◆ **Task instructions**
Would you show every line from the records that holds "None"?

◆ **Extracted information**
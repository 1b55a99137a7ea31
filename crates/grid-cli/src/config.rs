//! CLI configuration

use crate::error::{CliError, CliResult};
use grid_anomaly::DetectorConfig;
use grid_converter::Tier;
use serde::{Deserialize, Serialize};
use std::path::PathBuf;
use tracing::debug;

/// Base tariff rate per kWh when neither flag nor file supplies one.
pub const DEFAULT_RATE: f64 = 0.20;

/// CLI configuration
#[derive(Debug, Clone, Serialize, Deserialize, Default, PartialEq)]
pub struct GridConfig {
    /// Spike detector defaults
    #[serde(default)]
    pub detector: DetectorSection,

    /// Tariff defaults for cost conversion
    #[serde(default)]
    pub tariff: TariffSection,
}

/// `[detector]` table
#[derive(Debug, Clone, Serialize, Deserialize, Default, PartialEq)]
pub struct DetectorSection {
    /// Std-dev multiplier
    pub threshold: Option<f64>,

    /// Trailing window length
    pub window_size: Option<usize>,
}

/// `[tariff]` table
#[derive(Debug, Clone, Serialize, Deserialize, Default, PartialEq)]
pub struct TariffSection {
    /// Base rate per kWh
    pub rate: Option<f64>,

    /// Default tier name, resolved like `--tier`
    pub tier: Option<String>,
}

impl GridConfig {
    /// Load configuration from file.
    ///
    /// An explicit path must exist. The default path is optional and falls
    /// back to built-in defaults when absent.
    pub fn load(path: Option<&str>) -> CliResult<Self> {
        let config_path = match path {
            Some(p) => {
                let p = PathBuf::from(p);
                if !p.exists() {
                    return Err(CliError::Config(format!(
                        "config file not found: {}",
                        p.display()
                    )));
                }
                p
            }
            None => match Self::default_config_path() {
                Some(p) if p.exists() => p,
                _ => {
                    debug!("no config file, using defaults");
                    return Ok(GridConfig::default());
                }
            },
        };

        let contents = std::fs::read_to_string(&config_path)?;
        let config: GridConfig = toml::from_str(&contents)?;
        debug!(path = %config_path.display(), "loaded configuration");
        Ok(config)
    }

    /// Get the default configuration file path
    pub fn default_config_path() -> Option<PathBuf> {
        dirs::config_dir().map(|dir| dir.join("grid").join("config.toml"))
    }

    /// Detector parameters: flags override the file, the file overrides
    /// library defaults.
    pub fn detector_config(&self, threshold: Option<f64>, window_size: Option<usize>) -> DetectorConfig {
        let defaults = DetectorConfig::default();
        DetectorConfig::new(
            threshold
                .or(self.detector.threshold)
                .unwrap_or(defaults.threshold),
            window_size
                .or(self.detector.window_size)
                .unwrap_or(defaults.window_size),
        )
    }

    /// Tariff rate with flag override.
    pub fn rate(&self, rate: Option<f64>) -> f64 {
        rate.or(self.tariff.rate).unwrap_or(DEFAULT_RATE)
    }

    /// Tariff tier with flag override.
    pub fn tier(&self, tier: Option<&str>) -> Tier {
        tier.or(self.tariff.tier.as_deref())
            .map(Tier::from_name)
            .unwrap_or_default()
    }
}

==

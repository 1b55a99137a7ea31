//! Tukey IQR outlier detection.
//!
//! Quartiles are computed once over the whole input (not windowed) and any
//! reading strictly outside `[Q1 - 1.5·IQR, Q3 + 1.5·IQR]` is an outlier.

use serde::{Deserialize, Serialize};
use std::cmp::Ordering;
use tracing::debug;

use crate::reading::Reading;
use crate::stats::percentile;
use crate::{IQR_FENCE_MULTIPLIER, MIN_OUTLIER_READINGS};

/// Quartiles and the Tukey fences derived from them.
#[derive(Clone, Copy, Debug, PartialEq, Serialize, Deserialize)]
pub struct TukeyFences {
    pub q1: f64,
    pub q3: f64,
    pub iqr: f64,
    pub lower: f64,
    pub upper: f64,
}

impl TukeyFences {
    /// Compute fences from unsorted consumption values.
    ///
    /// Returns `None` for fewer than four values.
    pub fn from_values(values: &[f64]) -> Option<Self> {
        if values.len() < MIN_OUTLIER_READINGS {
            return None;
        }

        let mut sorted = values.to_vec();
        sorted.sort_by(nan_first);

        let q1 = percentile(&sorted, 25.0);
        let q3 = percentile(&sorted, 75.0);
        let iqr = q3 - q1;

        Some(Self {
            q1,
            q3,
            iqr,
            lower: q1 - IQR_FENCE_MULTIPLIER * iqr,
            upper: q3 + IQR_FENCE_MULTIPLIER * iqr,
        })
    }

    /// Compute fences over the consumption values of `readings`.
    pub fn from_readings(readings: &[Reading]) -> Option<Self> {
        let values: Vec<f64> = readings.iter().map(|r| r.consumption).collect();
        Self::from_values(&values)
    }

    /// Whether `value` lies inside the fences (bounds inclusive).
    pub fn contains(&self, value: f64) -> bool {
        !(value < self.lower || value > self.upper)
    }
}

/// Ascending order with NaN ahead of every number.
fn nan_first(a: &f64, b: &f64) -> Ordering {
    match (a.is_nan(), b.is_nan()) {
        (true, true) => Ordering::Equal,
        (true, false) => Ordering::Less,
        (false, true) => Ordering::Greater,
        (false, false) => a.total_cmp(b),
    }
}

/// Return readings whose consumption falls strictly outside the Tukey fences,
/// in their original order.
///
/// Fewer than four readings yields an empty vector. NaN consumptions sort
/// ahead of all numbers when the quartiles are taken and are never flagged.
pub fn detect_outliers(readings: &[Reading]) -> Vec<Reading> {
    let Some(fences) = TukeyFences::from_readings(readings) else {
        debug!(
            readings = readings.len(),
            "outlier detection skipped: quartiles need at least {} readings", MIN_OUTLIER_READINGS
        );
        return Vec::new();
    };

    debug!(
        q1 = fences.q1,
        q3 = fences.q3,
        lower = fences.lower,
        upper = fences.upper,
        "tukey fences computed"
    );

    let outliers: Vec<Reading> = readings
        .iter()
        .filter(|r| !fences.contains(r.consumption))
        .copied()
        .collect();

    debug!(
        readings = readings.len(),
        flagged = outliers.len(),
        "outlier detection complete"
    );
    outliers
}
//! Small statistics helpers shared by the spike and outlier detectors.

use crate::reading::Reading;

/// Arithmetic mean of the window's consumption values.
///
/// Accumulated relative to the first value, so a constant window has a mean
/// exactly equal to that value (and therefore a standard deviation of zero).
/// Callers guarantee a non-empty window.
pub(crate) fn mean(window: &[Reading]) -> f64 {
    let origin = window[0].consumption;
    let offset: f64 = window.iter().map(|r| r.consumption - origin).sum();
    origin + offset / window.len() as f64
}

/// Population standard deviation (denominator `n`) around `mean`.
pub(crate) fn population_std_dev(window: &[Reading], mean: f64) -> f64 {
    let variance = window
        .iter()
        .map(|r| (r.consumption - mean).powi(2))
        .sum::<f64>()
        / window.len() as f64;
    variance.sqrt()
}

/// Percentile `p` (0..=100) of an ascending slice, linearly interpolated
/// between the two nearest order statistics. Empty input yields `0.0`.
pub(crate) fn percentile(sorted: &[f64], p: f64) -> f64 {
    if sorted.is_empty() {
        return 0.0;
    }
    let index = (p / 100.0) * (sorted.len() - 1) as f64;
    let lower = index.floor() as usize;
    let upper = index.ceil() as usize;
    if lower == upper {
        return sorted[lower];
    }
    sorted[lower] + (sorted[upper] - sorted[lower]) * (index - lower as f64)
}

◆ **Solution to this task**
            None => match Self::default_config_path() {
    /// Returns `None` for fewer than four values.
            return None;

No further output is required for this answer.